Task statement
Retype every line below precisely as it appears.

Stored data
───
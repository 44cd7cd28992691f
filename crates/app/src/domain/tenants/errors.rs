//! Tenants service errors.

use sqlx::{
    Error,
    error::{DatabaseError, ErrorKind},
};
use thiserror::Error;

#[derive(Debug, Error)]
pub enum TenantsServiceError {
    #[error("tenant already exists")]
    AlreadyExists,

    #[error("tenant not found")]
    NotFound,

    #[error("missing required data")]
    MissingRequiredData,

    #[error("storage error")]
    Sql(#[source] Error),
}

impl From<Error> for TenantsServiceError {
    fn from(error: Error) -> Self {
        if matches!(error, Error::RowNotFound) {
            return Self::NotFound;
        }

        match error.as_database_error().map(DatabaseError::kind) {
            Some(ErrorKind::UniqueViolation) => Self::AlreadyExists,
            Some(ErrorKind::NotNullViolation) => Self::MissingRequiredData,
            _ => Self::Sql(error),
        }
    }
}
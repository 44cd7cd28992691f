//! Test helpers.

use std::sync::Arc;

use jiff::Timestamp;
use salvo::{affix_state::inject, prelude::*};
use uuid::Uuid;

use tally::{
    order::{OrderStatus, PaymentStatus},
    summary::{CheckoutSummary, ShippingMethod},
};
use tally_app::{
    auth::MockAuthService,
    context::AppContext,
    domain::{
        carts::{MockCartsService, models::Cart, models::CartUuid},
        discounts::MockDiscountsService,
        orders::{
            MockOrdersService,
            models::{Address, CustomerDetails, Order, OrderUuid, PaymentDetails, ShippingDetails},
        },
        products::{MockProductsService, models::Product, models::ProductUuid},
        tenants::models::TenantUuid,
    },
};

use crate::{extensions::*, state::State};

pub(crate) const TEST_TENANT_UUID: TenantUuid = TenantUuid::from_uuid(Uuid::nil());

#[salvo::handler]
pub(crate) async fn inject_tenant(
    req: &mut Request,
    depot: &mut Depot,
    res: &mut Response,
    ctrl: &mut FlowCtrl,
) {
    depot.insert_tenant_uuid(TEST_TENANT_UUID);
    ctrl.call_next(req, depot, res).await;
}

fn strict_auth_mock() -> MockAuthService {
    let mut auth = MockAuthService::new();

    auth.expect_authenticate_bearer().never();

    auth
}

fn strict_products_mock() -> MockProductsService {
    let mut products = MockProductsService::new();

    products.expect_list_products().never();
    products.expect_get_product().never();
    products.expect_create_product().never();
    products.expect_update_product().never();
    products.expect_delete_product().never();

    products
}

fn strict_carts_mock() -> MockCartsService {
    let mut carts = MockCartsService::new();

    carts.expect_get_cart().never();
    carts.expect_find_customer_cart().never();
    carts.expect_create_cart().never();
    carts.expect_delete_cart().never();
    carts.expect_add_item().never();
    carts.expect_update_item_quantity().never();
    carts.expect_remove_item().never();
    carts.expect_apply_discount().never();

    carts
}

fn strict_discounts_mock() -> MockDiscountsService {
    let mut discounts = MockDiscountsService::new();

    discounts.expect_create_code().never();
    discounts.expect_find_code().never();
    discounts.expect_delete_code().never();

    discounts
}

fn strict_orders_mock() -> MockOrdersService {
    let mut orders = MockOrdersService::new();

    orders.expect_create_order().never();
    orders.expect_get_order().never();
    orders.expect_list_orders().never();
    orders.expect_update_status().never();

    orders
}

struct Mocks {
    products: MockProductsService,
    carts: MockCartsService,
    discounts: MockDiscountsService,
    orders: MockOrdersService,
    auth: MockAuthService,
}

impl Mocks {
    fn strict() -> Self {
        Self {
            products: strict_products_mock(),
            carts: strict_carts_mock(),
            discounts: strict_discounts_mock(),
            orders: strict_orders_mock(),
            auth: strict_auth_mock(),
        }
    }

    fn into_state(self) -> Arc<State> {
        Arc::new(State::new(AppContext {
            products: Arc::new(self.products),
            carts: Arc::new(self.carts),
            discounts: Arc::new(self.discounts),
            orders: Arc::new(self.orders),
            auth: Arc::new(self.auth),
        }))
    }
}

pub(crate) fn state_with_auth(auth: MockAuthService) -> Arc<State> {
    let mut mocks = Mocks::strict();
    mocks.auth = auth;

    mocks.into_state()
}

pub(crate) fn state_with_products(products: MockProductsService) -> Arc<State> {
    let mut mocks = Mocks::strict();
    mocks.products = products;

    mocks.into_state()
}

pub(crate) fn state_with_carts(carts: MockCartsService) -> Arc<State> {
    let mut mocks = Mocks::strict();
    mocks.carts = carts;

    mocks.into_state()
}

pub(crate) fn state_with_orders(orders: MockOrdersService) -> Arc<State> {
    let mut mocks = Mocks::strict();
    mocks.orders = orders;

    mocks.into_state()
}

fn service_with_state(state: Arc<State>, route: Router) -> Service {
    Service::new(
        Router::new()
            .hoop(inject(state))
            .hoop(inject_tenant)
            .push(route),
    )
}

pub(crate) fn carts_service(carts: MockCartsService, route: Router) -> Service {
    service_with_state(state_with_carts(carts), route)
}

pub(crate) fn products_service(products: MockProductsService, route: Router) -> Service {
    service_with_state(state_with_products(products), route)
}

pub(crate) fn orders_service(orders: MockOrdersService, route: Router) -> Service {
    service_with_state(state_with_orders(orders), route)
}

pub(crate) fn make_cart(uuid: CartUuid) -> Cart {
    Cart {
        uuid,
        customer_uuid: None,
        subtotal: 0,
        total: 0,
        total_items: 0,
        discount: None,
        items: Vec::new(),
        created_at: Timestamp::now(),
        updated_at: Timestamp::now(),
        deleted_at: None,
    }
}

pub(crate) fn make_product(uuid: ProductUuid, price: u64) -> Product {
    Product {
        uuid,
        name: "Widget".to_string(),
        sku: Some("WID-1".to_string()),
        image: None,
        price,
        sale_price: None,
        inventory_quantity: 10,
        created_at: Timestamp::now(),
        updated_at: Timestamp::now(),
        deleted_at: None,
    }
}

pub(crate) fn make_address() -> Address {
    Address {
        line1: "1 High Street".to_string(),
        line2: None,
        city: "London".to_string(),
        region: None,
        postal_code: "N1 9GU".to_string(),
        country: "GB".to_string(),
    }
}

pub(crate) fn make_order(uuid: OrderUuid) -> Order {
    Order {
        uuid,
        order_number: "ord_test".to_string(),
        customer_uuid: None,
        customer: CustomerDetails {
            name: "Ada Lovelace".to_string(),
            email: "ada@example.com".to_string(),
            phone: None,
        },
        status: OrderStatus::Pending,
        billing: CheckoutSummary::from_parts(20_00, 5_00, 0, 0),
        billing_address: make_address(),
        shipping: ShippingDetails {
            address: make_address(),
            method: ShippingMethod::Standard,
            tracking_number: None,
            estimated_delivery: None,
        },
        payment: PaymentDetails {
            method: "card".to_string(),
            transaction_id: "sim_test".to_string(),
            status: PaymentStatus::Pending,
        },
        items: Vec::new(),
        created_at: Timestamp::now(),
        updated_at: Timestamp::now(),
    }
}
───
Solution to this exercise
repository 44cd7cd28992691f
filename crates/app/src/domain/tenants/errors.rs
//! Tenants service errors.

use sqlx::{
    Error,
    error::{DatabaseError, ErrorKind},
};
use thiserror::Error;

#[derive(Debug, Error)]
pub enum TenantsServiceError {
    #[error("tenant already exists")]
    AlreadyExists,

    #[error("tenant not found")]
    NotFound,

    #[error("missing required data")]
    MissingRequiredData,

    #[error("storage error")]
    Sql(#[source] Error),
}

impl From<Error> for TenantsServiceError {
    fn from(error: Error) -> Self {
        if matches!(error, Error::RowNotFound) {
            return Self::NotFound;
        }

        match error.as_database_error().map(DatabaseError::kind) {
            Some(ErrorKind::UniqueViolation) => Self::AlreadyExists,
            Some(ErrorKind::NotNullViolation) => Self::MissingRequiredData,
            _ => Self::Sql(error),
        }
    }
}
repository 44cd7cd28992691f
//! Test helpers.

use std::sync::Arc;

use jiff::Timestamp;
use salvo::{affix_state::inject, prelude::*};
use uuid::Uuid;

use tally::{
    order::{OrderStatus, PaymentStatus},
    summary::{CheckoutSummary, ShippingMethod},
};
use tally_app::{
    auth::MockAuthService,
    context::AppContext,
    domain::{
        carts::{MockCartsService, models::Cart, models::CartUuid},
        discounts::MockDiscountsService,
        orders::{
            MockOrdersService,
            models::{Address, CustomerDetails, Order, OrderUuid, PaymentDetails, ShippingDetails},
        },
        products::{MockProductsService, models::Product, models::ProductUuid},
        tenants::models::TenantUuid,
    },
};

use crate::{extensions::*, state::State};

pub(crate) const TEST_TENANT_UUID: TenantUuid = TenantUuid::from_uuid(Uuid::nil());

#[salvo::handler]
pub(crate) async fn inject_tenant(
    req: &mut Request,
    depot: &mut Depot,
    res: &mut Response,
    ctrl: &mut FlowCtrl,
) {
    depot.insert_tenant_uuid(TEST_TENANT_UUID);
    ctrl.call_next(req, depot, res).await;
}

fn strict_auth_mock() -> MockAuthService {
    let mut auth = MockAuthService::new();

    auth.expect_authenticate_bearer().never();

    auth
}

fn strict_products_mock() -> MockProductsService {
    let mut products = MockProductsService::new();

    products.expect_list_products().never();
    products.expect_get_product().never();
    products.expect_create_product().never();
    products.expect_update_product().never();
    products.expect_delete_product().never();

    products
}

fn strict_carts_mock() -> MockCartsService {
    let mut carts = MockCartsService::new();

    carts.expect_get_cart().never();
    carts.expect_find_customer_cart().never();
    carts.expect_create_cart().never();
    carts.expect_delete_cart().never();
    carts.expect_add_item().never();
    carts.expect_update_item_quantity().never();
    carts.expect_remove_item().never();
    carts.expect_apply_discount().never();

    carts
}

fn strict_discounts_mock() -> MockDiscountsService {
    let mut discounts = MockDiscountsService::new();

    discounts.expect_create_code().never();
    discounts.expect_find_code().never();
    discounts.expect_delete_code().never();

    discounts
}

fn strict_orders_mock() -> MockOrdersService {
    let mut orders = MockOrdersService::new();

    orders.expect_create_order().never();
    orders.expect_get_order().never();
    orders.expect_list_orders().never();
    orders.expect_update_status().never();

    orders
}

struct Mocks {
    products: MockProductsService,
    carts: MockCartsService,
    discounts: MockDiscountsService,
    orders: MockOrdersService,
    auth: MockAuthService,
}

impl Mocks {
    fn strict() -> Self {
        Self {
            products: strict_products_mock(),
            carts: strict_carts_mock(),
            discounts: strict_discounts_mock(),
            orders: strict_orders_mock(),
            auth: strict_auth_mock(),
        }
    }

    fn into_state(self) -> Arc<State> {
        Arc::new(State::new(AppContext {
            products: Arc::new(self.products),
            carts: Arc::new(self.carts),
            discounts: Arc::new(self.discounts),
            orders: Arc::new(self.orders),
            auth: Arc::new(self.auth),
        }))
    }
}

pub(crate) fn state_with_auth(auth: MockAuthService) -> Arc<State> {
    let mut mocks = Mocks::strict();
    mocks.auth = auth;

    mocks.into_state()
}

pub(crate) fn state_with_products(products: MockProductsService) -> Arc<State> {
    let mut mocks = Mocks::strict();
    mocks.products = products;

    mocks.into_state()
}

pub(crate) fn state_with_carts(carts: MockCartsService) -> Arc<State> {
    let mut mocks = Mocks::strict();
    mocks.carts = carts;

    mocks.into_state()
}

pub(crate) fn state_with_orders(orders: MockOrdersService) -> Arc<State> {
    let mut mocks = Mocks::strict();
    mocks.orders = orders;

    mocks.into_state()
}

fn service_with_state(state: Arc<State>, route: Router) -> Service {
    Service::new(
        Router::new()
            .hoop(inject(state))
            .hoop(inject_tenant)
            .push(route),
    )
}

pub(crate) fn carts_service(carts: MockCartsService, route: Router) -> Service {
    service_with_state(state_with_carts(carts), route)
}

pub(crate) fn products_service(products: MockProductsService, route: Router) -> Service {
    service_with_state(state_with_products(products), route)
}

pub(crate) fn orders_service(orders: MockOrdersService, route: Router) -> Service {
    service_with_state(state_with_orders(orders), route)
}

pub(crate) fn make_cart(uuid: CartUuid) -> Cart {
    Cart {
        uuid,
        customer_uuid: None,
        subtotal: 0,
        total: 0,
        total_items: 0,
        discount: None,
        items: Vec::new(),
        created_at: Timestamp::now(),
        updated_at: Timestamp::now(),
        deleted_at: None,
    }
}

pub(crate) fn make_product(uuid: ProductUuid, price: u64) -> Product {
    Product {
        uuid,
        name: "Widget".to_string(),
        sku: Some("WID-1".to_string()),
        image: None,
        price,
        sale_price: None,
        inventory_quantity: 10,
        created_at: Timestamp::now(),
        updated_at: Timestamp::now(),
        deleted_at: None,
    }
}

pub(crate) fn make_address() -> Address {
    Address {
        line1: "1 High Street".to_string(),
        line2: None,
        city: "London".to_string(),
        region: None,
        postal_code: "N1 9GU".to_string(),
        country: "GB".to_string(),
    }
}

pub(crate) fn make_order(uuid: OrderUuid) -> Order {
    Order {
        uuid,
        order_number: "ord_test".to_string(),
        customer_uuid: None,
        customer: CustomerDetails {
            name: "Ada Lovelace".to_string(),
            email: "ada@example.com".to_string(),
            phone: None,
        },
        status: OrderStatus::Pending,
        billing: CheckoutSummary::from_parts(20_00, 5_00, 0, 0),
        billing_address: make_address(),
        shipping: ShippingDetails {
            address: make_address(),
            method: ShippingMethod::Standard,
            tracking_number: None,
            estimated_delivery: None,
        },
        payment: PaymentDetails {
            method: "card".to_string(),
            transaction_id: "sim_test".to_string(),
            status: PaymentStatus::Pending,
        },
        items: Vec::new(),
        created_at: Timestamp::now(),
        updated_at: Timestamp::now(),
    }
}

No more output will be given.